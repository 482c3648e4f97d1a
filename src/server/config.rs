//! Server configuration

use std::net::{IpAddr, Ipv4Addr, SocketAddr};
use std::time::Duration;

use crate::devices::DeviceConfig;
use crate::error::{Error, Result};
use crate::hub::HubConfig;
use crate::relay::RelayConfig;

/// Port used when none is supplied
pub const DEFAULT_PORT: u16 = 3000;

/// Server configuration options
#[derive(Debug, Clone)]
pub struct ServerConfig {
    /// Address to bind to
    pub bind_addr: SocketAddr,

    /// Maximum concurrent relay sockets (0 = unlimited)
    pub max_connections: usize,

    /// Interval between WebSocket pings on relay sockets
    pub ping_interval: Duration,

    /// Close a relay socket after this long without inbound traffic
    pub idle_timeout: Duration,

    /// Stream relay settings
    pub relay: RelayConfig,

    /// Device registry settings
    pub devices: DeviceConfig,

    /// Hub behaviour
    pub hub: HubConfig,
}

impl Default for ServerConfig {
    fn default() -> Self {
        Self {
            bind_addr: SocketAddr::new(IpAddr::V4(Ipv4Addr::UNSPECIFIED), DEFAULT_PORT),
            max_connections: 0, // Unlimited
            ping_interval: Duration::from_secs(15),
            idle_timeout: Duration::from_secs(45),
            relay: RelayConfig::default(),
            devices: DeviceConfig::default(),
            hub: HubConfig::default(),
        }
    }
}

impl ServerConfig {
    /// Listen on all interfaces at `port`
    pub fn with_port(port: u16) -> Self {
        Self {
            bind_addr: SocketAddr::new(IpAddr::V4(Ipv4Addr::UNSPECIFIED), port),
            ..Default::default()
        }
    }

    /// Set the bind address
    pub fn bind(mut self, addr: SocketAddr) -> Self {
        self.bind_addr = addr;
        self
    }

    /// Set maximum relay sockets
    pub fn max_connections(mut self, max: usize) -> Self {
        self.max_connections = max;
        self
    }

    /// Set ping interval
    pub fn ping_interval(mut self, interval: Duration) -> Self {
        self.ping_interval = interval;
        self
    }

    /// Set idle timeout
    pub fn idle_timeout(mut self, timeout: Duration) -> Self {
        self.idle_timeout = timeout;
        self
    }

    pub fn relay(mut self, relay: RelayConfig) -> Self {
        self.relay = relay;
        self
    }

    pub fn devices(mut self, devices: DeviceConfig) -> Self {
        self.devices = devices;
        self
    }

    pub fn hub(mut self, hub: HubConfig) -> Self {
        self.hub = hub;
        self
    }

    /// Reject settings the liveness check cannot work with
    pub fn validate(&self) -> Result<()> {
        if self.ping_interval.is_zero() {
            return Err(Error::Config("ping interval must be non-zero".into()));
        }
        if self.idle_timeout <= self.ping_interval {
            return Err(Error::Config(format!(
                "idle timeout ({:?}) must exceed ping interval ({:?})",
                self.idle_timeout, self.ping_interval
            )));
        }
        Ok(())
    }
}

▬▬▬▬▬▬

▸ **Task to complete**
Whenever the word "impl" occurs in a line of the records, that line counts toward the total; state the total only.

▸ **Task result**
2